22 October 2015

Marc Bolan & T. Rex



He was a passenger in a purple Mini 1275GT (registration FOX 661L) driven by Gloria Jones as they headed home from Mortons drinking club and restaurant in Berkeley Square. Jones lost control of the car: it struck a steel reinforced chain link fence post and came to rest against a sycamore tree after failing to negotiate a small humpback bridge near Gipsy Lane on Queens Ride, Barnes, South West London. Neither occupant was wearing a seat belt. Wikipedia.
 
It's fashionable to talk of the 27 club, a roll call of rock heroes whose lives were cut tragically and coincidentally short at that age. The list includes some big names and there are many more whose lived on the edge and managed only a year or two more. Marc Bolan's star shone brilliantly but briefly until 1977 when he was the passenger in that car, aged 29.
 
'Metal Guru' by T.Rex was the first single I bought. That was in 1972, already past his heyday. The song went to number one in the charts and kept Elton John's famous 'Rocket Man' off the top spot. It's typical of Marc Bolan's output after he abandoned his acoustic guitar, his rug and joss sticks in favour of a Gibson Les Paul and Marshall stack. Many say those muscular riffs and simple, repetitive lyrics, combined with feather boas, high-waisted flares and a huge head of black curls did as much to usher in the dawn of Glam Rock as Bowie's Ziggy.
 
Frankly, listening to his material these days, I find the two significant T Rex albums are full of the same song rewritten over and over again. That was his ultimate downfall. He openly claimed that his artistic endeavours had little to do with art. His sole aim was to achieve fame and adulation. That he did on a scale only previously seen with the Beatles. But a one-trick pony get's stale and teen girls grow up.

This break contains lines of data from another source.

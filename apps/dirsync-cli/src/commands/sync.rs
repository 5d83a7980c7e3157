//! members-sync and actives-sync

use std::io::Write;
use std::path::{Path, PathBuf};
use std::sync::Arc;
use std::time::Duration;
use tracing::debug;

use dirsync_connector_gsuite::{ClientSecrets, DirectoryClient, TokenCache, TokenStore};
use dirsync_connector_myaegee::{MyAegeeClient, MyAegeeCredentials};
use dirsync_core::SyncMode;

use crate::cli::GlobalArgs;
use crate::config::{Config, ConfigPaths};
use crate::error::{CliError, CliResult};
use crate::output::{render, ReportContext};
use crate::pipeline;
use crate::sources::{MyAegeeSource, WorkspaceSource};

/// Explicit paths win; the config directory is only consulted for defaults.
fn resolve_paths(global: &GlobalArgs) -> CliResult<(Option<PathBuf>, PathBuf, PathBuf)> {
    match (&global.config, &global.token_file) {
        (Some(config), Some(token)) => Ok((Some(config.clone()), config.clone(), token.clone())),
        _ => {
            let paths = ConfigPaths::new()?;
            Ok((
                global.config.clone(),
                global.config.clone().unwrap_or(paths.config_file),
                global.token_file.clone().unwrap_or(paths.token_file),
            ))
        }
    }
}

fn load_config(explicit: Option<&Path>, path: &Path) -> CliResult<Config> {
    match explicit {
        Some(path) => Config::load(path),
        None => Config::load_or_default(path),
    }
}

fn registry_credentials(global: &GlobalArgs) -> CliResult<MyAegeeCredentials> {
    let username = global
        .myaegee_user
        .as_deref()
        .filter(|u| !u.trim().is_empty())
        .ok_or_else(|| {
            CliError::Config("MyAEGEE username required (--myaegee-user or MYAEGEE_USER)".to_string())
        })?;
    let password = global.myaegee_pass.as_deref().ok_or_else(|| {
        CliError::Config("MyAEGEE password required (--myaegee-pass or MYAEGEE_PASS)".to_string())
    })?;
    Ok(MyAegeeCredentials::new(username, password))
}

fn directory_client(config: &Config, credentials_file: &Path, token_file: PathBuf) -> CliResult<DirectoryClient> {
    let mut secrets = ClientSecrets::from_file(credentials_file)?;
    if let Some(auth_uri) = &config.directory.auth_uri {
        secrets.auth_uri = auth_uri.clone();
    }
    if let Some(token_uri) = &config.directory.token_uri {
        secrets.token_uri = token_uri.clone();
    }

    debug!(token_file = %token_file.display(), "Using token cache");
    let tokens = Arc::new(TokenCache::new(secrets, Some(TokenStore::new(token_file))));
    Ok(DirectoryClient::new(
        tokens,
        &config.directory.api_base,
        Duration::from_secs(config.directory.timeout_secs),
    )?
    .with_page_size(config.directory.page_size))
}

/// Run one sync mode and write the report to `out`.
pub async fn execute<W: Write>(global: &GlobalArgs, mode: SyncMode, out: &mut W) -> CliResult<()> {
    let (explicit_config, config_path, token_file) = resolve_paths(global)?;
    let config = load_config(explicit_config.as_deref(), &config_path)?;

    let credentials = registry_credentials(global)?;
    let registry = MyAegeeSource::new(MyAegeeClient::new(&config.myaegee, credentials)?, global.body_id);
    let directory = WorkspaceSource::new(
        directory_client(&config, &global.credentials_file, token_file)?,
        config.directory.customer.clone(),
        config.directory.domain.clone(),
    );

    let result = pipeline::run(mode, &config, &registry, &directory).await?;

    let context = ReportContext::new(pipeline::directory_label(mode, &config));
    render(&result, global.output, &context, out)?;
    out.flush()?;
    Ok(())
}
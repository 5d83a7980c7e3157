//! Report output

mod report;

pub use report::{render, OutputFormat, ReportContext};
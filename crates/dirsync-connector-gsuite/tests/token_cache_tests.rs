//! Token cache tests: authorization, refresh and on-disk persistence.

mod common;

use common::*;
use serde_json::json;
use std::sync::atomic::Ordering;
use std::sync::Arc;
use tempfile::TempDir;
use wiremock::matchers::{body_string_contains, method, path};
use wiremock::{Mock, MockServer, ResponseTemplate};

use dirsync_connector_gsuite::{GsuiteError, StoredToken, TokenStore, DIRECTORY_SCOPES};

fn directory_scopes() -> Vec<String> {
    DIRECTORY_SCOPES.iter().map(|s| (*s).to_string()).collect()
}

#[tokio::test]
async fn test_first_run_authorizes_and_persists() {
    let server = MockServer::start().await;
    let dir = TempDir::new().unwrap();
    let store = TokenStore::new(dir.path().join("token.json"));
    let authorizer = Arc::new(StaticAuthorizer::default());

    Mock::given(method("POST"))
        .and(path("/token"))
        .and(body_string_contains("grant_type=authorization_code"))
        .and(body_string_contains("code=auth-code"))
        .and(body_string_contains("client_id=client-1"))
        .respond_with(ResponseTemplate::new(200).set_body_json(token_response("access-1", Some("refresh-1"))))
        .expect(1)
        .mount(&server)
        .await;

    let cache = token_cache(&server, Some(store.clone()), authorizer.clone());
    assert_eq!(cache.get_token().await.unwrap(), "access-1");
    assert_eq!(cache.get_token().await.unwrap(), "access-1");
    assert_eq!(authorizer.calls.load(Ordering::SeqCst), 1);

    let saved = store.load().unwrap().unwrap();
    assert_eq!(saved.access_token, "access-1");
    assert_eq!(saved.refresh_token.as_deref(), Some("refresh-1"));
    assert!(saved.covers(&DIRECTORY_SCOPES));
}

#[tokio::test]
async fn test_valid_stored_token_is_reused() {
    let server = MockServer::start().await;
    let dir = TempDir::new().unwrap();
    let store = TokenStore::new(dir.path().join("token.json"));
    store
        .save(&StoredToken::new(
            "stored-access".to_string(),
            Some("stored-refresh".to_string()),
            3600,
            directory_scopes(),
        ))
        .unwrap();

    Mock::given(method("POST"))
        .and(path("/token"))
        .respond_with(ResponseTemplate::new(500))
        .expect(0)
        .mount(&server)
        .await;

    let authorizer = Arc::new(StaticAuthorizer::default());
    let cache = token_cache(&server, Some(store), authorizer.clone());
    assert_eq!(cache.get_token().await.unwrap(), "stored-access");
    assert_eq!(authorizer.calls.load(Ordering::SeqCst), 0);
}

#[tokio::test]
async fn test_expired_stored_token_is_refreshed() {
    let server = MockServer::start().await;
    let dir = TempDir::new().unwrap();
    let store = TokenStore::new(dir.path().join("token.json"));
    store
        .save(&StoredToken::new(
            "old-access".to_string(),
            Some("stored-refresh".to_string()),
            -60,
            directory_scopes(),
        ))
        .unwrap();

    Mock::given(method("POST"))
        .and(path("/token"))
        .and(body_string_contains("grant_type=refresh_token"))
        .and(body_string_contains("refresh_token=stored-refresh"))
        .respond_with(ResponseTemplate::new(200).set_body_json(token_response("new-access", None)))
        .expect(1)
        .mount(&server)
        .await;

    let authorizer = Arc::new(StaticAuthorizer::default());
    let cache = token_cache(&server, Some(store.clone()), authorizer.clone());
    assert_eq!(cache.get_token().await.unwrap(), "new-access");
    assert_eq!(authorizer.calls.load(Ordering::SeqCst), 0);

    let saved = store.load().unwrap().unwrap();
    assert_eq!(saved.access_token, "new-access");
    assert_eq!(saved.refresh_token.as_deref(), Some("stored-refresh"));
}

#[tokio::test]
async fn test_revoked_refresh_token_falls_back_to_authorization() {
    let server = MockServer::start().await;
    let dir = TempDir::new().unwrap();
    let store = TokenStore::new(dir.path().join("token.json"));
    store
        .save(&StoredToken::new(
            "old-access".to_string(),
            Some("revoked".to_string()),
            -60,
            directory_scopes(),
        ))
        .unwrap();

    Mock::given(method("POST"))
        .and(path("/token"))
        .and(body_string_contains("grant_type=refresh_token"))
        .respond_with(ResponseTemplate::new(400).set_body_json(json!({
            "error": "invalid_grant",
            "error_description": "Token has been expired or revoked."
        })))
        .expect(1)
        .mount(&server)
        .await;
    mount_token_exchange(&server, "fresh-access", Some("fresh-refresh")).await;

    let authorizer = Arc::new(StaticAuthorizer::default());
    let cache = token_cache(&server, Some(store.clone()), authorizer.clone());
    assert_eq!(cache.get_token().await.unwrap(), "fresh-access");
    assert_eq!(authorizer.calls.load(Ordering::SeqCst), 1);
    assert_eq!(
        store.load().unwrap().unwrap().refresh_token.as_deref(),
        Some("fresh-refresh")
    );
}

#[tokio::test]
async fn test_stored_token_without_required_scopes_is_ignored() {
    let server = MockServer::start().await;
    let dir = TempDir::new().unwrap();
    let store = TokenStore::new(dir.path().join("token.json"));
    store
        .save(&StoredToken::new(
            "narrow-access".to_string(),
            Some("narrow-refresh".to_string()),
            3600,
            vec![DIRECTORY_SCOPES[0].to_string()],
        ))
        .unwrap();
    mount_token_exchange(&server, "wide-access", Some("wide-refresh")).await;

    let authorizer = Arc::new(StaticAuthorizer::default());
    let cache = token_cache(&server, Some(store), authorizer.clone());
    assert_eq!(cache.get_token().await.unwrap(), "wide-access");
    assert_eq!(authorizer.calls.load(Ordering::SeqCst), 1);
}

#[tokio::test]
async fn test_invalidate_forces_refresh() {
    let server = MockServer::start().await;
    mount_token_exchange(&server, "access-1", Some("refresh-1")).await;
    mount_token_refresh(&server, "access-2").await;

    let authorizer = Arc::new(StaticAuthorizer::default());
    let cache = token_cache(&server, None, authorizer.clone());
    assert_eq!(cache.get_token().await.unwrap(), "access-1");

    cache.invalidate().await;
    assert_eq!(cache.get_token().await.unwrap(), "access-2");
    assert_eq!(authorizer.calls.load(Ordering::SeqCst), 1);
}

#[tokio::test]
async fn test_rejected_code_exchange() {
    let server = MockServer::start().await;

    Mock::given(method("POST"))
        .and(path("/token"))
        .respond_with(ResponseTemplate::new(401).set_body_json(json!({
            "error": "invalid_client",
            "error_description": "The OAuth client was not found."
        })))
        .mount(&server)
        .await;

    let cache = token_cache(&server, None, Arc::new(StaticAuthorizer::default()));
    let error = cache.get_token().await.unwrap_err();
    assert!(matches!(error, GsuiteError::Auth(_)));
    assert!(error.to_string().contains("invalid_client: The OAuth client was not found."));
}
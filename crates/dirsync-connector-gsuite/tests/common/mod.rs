//! Common test utilities for dirsync-connector-gsuite integration tests.

#![allow(dead_code)]

use async_trait::async_trait;
use serde_json::{json, Value};
use std::sync::atomic::{AtomicU32, Ordering};
use std::sync::Arc;
use std::time::Duration;
use wiremock::matchers::{body_string_contains, method, path};
use wiremock::{Mock, MockServer, Respond, ResponseTemplate};

use dirsync_connector_gsuite::{
    AuthorizationCode, Authorizer, ClientSecrets, DirectoryClient, GsuiteResult, TokenCache,
    TokenStore, DIRECTORY_SCOPES,
};

/// Authorizer that hands out a fixed code and counts how often it was asked.
#[derive(Default)]
pub struct StaticAuthorizer {
    pub calls: AtomicU32,
}

#[async_trait]
impl Authorizer for StaticAuthorizer {
    async fn authorize(
        &self,
        _secrets: &ClientSecrets,
        _scopes: &[String],
    ) -> GsuiteResult<AuthorizationCode> {
        self.calls.fetch_add(1, Ordering::SeqCst);
        Ok(AuthorizationCode {
            code: "auth-code".to_string(),
            redirect_uri: "http://127.0.0.1:4242".to_string(),
        })
    }
}

/// Client secrets pointing at the mock server.
pub fn secrets(server: &MockServer) -> ClientSecrets {
    ClientSecrets::from_json(r#"{"installed": {"client_id": "client-1", "client_secret": "secret-1"}}"#)
        .unwrap()
        .with_endpoints(
            format!("{}/o/oauth2/auth", server.uri()),
            format!("{}/token", server.uri()),
        )
}

pub fn token_cache(
    server: &MockServer,
    store: Option<TokenStore>,
    authorizer: Arc<StaticAuthorizer>,
) -> Arc<TokenCache> {
    Arc::new(TokenCache::with_authorizer(secrets(server), store, authorizer))
}

/// Directory client with fast retries, authorized through [`StaticAuthorizer`].
pub async fn directory_client(server: &MockServer) -> DirectoryClient {
    mount_token_exchange(server, "access-1", Some("refresh-1")).await;
    let tokens = token_cache(server, None, Arc::new(StaticAuthorizer::default()));
    DirectoryClient::new(tokens, &server.uri(), Duration::from_secs(5))
        .unwrap()
        .with_retry_policy(3, Duration::from_millis(10))
}

/// Token endpoint response.
pub fn token_response(access_token: &str, refresh_token: Option<&str>) -> Value {
    let mut response = json!({
        "access_token": access_token,
        "expires_in": 3599,
        "scope": DIRECTORY_SCOPES.join(" "),
        "token_type": "Bearer"
    });
    if let Some(refresh_token) = refresh_token {
        response["refresh_token"] = json!(refresh_token);
    }
    response
}

/// Answers the authorization-code grant.
pub async fn mount_token_exchange(server: &MockServer, access_token: &str, refresh_token: Option<&str>) {
    Mock::given(method("POST"))
        .and(path("/token"))
        .and(body_string_contains("grant_type=authorization_code"))
        .respond_with(ResponseTemplate::new(200).set_body_json(token_response(access_token, refresh_token)))
        .mount(server)
        .await;
}

/// Answers the refresh-token grant.
pub async fn mount_token_refresh(server: &MockServer, access_token: &str) {
    Mock::given(method("POST"))
        .and(path("/token"))
        .and(body_string_contains("grant_type=refresh_token"))
        .respond_with(ResponseTemplate::new(200).set_body_json(token_response(access_token, None)))
        .mount(server)
        .await;
}

/// Test data factory for directory users.
pub fn create_user(local: &str, given: &str, family: &str) -> Value {
    json!({
        "kind": "admin#directory#user",
        "id": format!("id-{local}"),
        "primaryEmail": format!("{local}@aegee-muenchen.de"),
        "name": {
            "givenName": given,
            "familyName": family,
            "fullName": format!("{given} {family}")
        },
        "emails": [
            {"address": format!("{local}@aegee-muenchen.de"), "primary": true}
        ],
        "suspended": false,
        "orgUnitPath": "/"
    })
}

/// Test data factory for group members.
pub fn create_member(email: &str) -> Value {
    json!({
        "kind": "admin#directory#member",
        "id": format!("id-{email}"),
        "email": email,
        "role": "MEMBER",
        "type": "USER",
        "status": "ACTIVE"
    })
}

pub fn users_page(users: Vec<Value>, next_page_token: Option<&str>) -> Value {
    let mut page = json!({"kind": "admin#directory#users", "users": users});
    if let Some(token) = next_page_token {
        page["nextPageToken"] = json!(token);
    }
    page
}

pub fn members_page(members: Vec<Value>, next_page_token: Option<&str>) -> Value {
    let mut page = json!({"kind": "admin#directory#members", "members": members});
    if let Some(token) = next_page_token {
        page["nextPageToken"] = json!(token);
    }
    page
}

/// Google API error envelope.
pub fn create_google_error(code: u16, reason: &str, message: &str) -> Value {
    json!({
        "error": {
            "code": code,
            "message": message,
            "errors": [{"message": message, "domain": "global", "reason": reason}]
        }
    })
}

/// Serves `pages` in order, then empty pages.
pub struct PaginatedResponder {
    pub pages: Vec<Value>,
    pub current_page: Arc<AtomicU32>,
}

impl PaginatedResponder {
    pub fn new(pages: Vec<Value>) -> Self {
        Self {
            pages,
            current_page: Arc::new(AtomicU32::new(0)),
        }
    }
}

impl Respond for PaginatedResponder {
    fn respond(&self, _request: &wiremock::Request) -> ResponseTemplate {
        let page_idx = self.current_page.fetch_add(1, Ordering::SeqCst) as usize;
        match self.pages.get(page_idx) {
            Some(page) => ResponseTemplate::new(200).set_body_json(page.clone()),
            None => ResponseTemplate::new(200).set_body_json(json!({})),
        }
    }
}
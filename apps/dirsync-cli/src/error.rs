//! CLI error types and exit codes

use thiserror::Error;

use dirsync_connector_gsuite::GsuiteError;
use dirsync_connector_myaegee::MyAegeeError;
use dirsync_core::ReconcileError;

/// Exit codes for the CLI
/// - 0: Success (with or without discrepancies)
/// - 1: Data or configuration error
/// - 2: Authentication error
/// - 3: Network error
/// - 5: Server error
pub type CliResult<T> = Result<T, CliError>;

#[derive(Debug, Error)]
pub enum CliError {
    #[error("Configuration error: {0}")]
    Config(String),

    #[error(transparent)]
    Data(#[from] ReconcileError),

    #[error("MyAEGEE login failed: {0}")]
    RegistryAuth(String),

    #[error("Google Workspace authorization failed: {0}")]
    DirectoryAuth(String),

    #[error("Network error: {0}")]
    Network(String),

    #[error("Connection failed: {0}")]
    ConnectionFailed(String),

    #[error("Server error: {0}")]
    Server(String),

    #[error("API error ({status}): {message}")]
    Api { status: u16, message: String },
}

impl CliError {
    /// Get the exit code for this error
    pub fn exit_code(&self) -> i32 {
        match self {
            CliError::Config(_) | CliError::Data(_) => 1,
            CliError::RegistryAuth(_) | CliError::DirectoryAuth(_) => 2,
            CliError::Network(_) | CliError::ConnectionFailed(_) => 3,
            CliError::Server(_) => 5,
            CliError::Api { status, .. } => {
                if *status >= 500 {
                    5
                } else if *status == 401 || *status == 403 {
                    2
                } else {
                    1
                }
            }
        }
    }

    /// Print the error to stderr with appropriate formatting
    pub fn print(&self) {
        let use_color = std::env::var("NO_COLOR").is_err();

        if use_color {
            eprintln!("\x1b[31mError:\x1b[0m {}", self);
        } else {
            eprintln!("Error: {}", self);
        }

        if let CliError::Data(e) = self {
            for record in e.records() {
                eprintln!("  {}", record.describe());
            }
        }

        if let Some(suggestion) = self.suggestion() {
            if use_color {
                eprintln!("\n\x1b[33mSuggestion:\x1b[0m {}", suggestion);
            } else {
                eprintln!("\nSuggestion: {}", suggestion);
            }
        }
    }

    fn suggestion(&self) -> Option<&'static str> {
        match self {
            CliError::RegistryAuth(_) => {
                Some("Check --myaegee-user and --myaegee-pass (or MYAEGEE_USER / MYAEGEE_PASS).")
            }
            CliError::DirectoryAuth(_) => Some(
                "Delete the token file to authorize again, and make sure the account is a Workspace admin.",
            ),
            CliError::ConnectionFailed(_) => Some("Check your network connection and try again."),
            CliError::Data(ReconcileError::DuplicateKey { .. }) => {
                Some("Two records share one email address. Fix the source data and run again.")
            }
            _ => None,
        }
    }
}

fn network_error(e: &reqwest::Error) -> CliError {
    if e.is_connect() {
        CliError::ConnectionFailed(e.to_string())
    } else if e.is_timeout() {
        CliError::Network("Request timed out".to_string())
    } else {
        CliError::Network(e.to_string())
    }
}

impl From<MyAegeeError> for CliError {
    fn from(e: MyAegeeError) -> Self {
        match e {
            MyAegeeError::Http(ref inner) if e.is_network() => network_error(inner),
            MyAegeeError::LoginRejected(_) | MyAegeeError::Unauthorized(_) => {
                CliError::RegistryAuth(e.to_string())
            }
            MyAegeeError::Config(message) => CliError::Config(message),
            MyAegeeError::Api { status, message } => CliError::Api {
                status,
                message: format!("MyAEGEE: {message}"),
            },
            other => CliError::Server(format!("MyAEGEE: {other}")),
        }
    }
}

impl From<GsuiteError> for CliError {
    fn from(e: GsuiteError) -> Self {
        match e {
            GsuiteError::Http(ref inner) if e.is_network() => network_error(inner),
            GsuiteError::Config(_) | GsuiteError::Secrets(_) | GsuiteError::TokenStore(_) => {
                CliError::Config(e.to_string())
            }
            ref auth if auth.is_auth() => CliError::DirectoryAuth(e.to_string()),
            GsuiteError::Api { status, reason, message } => CliError::Api {
                status,
                message: format!("Google Workspace: {reason} - {message}"),
            },
            GsuiteError::Io(inner) => CliError::Config(format!("I/O error: {inner}")),
            other => CliError::Server(format!("Google Workspace: {other}")),
        }
    }
}

impl From<std::io::Error> for CliError {
    fn from(e: std::io::Error) -> Self {
        CliError::Config(format!("I/O error: {}", e))
    }
}

impl From<serde_json::Error> for CliError {
    fn from(e: serde_json::Error) -> Self {
        CliError::Config(format!("JSON error: {}", e))
    }
}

Marc Bolan's star waned while his drink and drugs consumption (and apparently an addiction to fast food) rose.
 
By 1977 his hour was long past; his fans had drifted away and he resembled a bloated caricature of his former waif-like self. However he had lost none of his self-belief, had assembled a new band and was in the process of hitching his cart to the new punk train. He had lost fifty pounds, and by all accounts was fitter and healthier than ever when fate intervened.
 
Looking back, I think he took as much from the music scene as he bequeathed to it. His legacy is good but not magnificent; his mark a bright flash rather than an all-illuminating dawn. With the benefit of forty years' hindsight the posturing, image and attitude look contrived but, it takes you back doesn't it!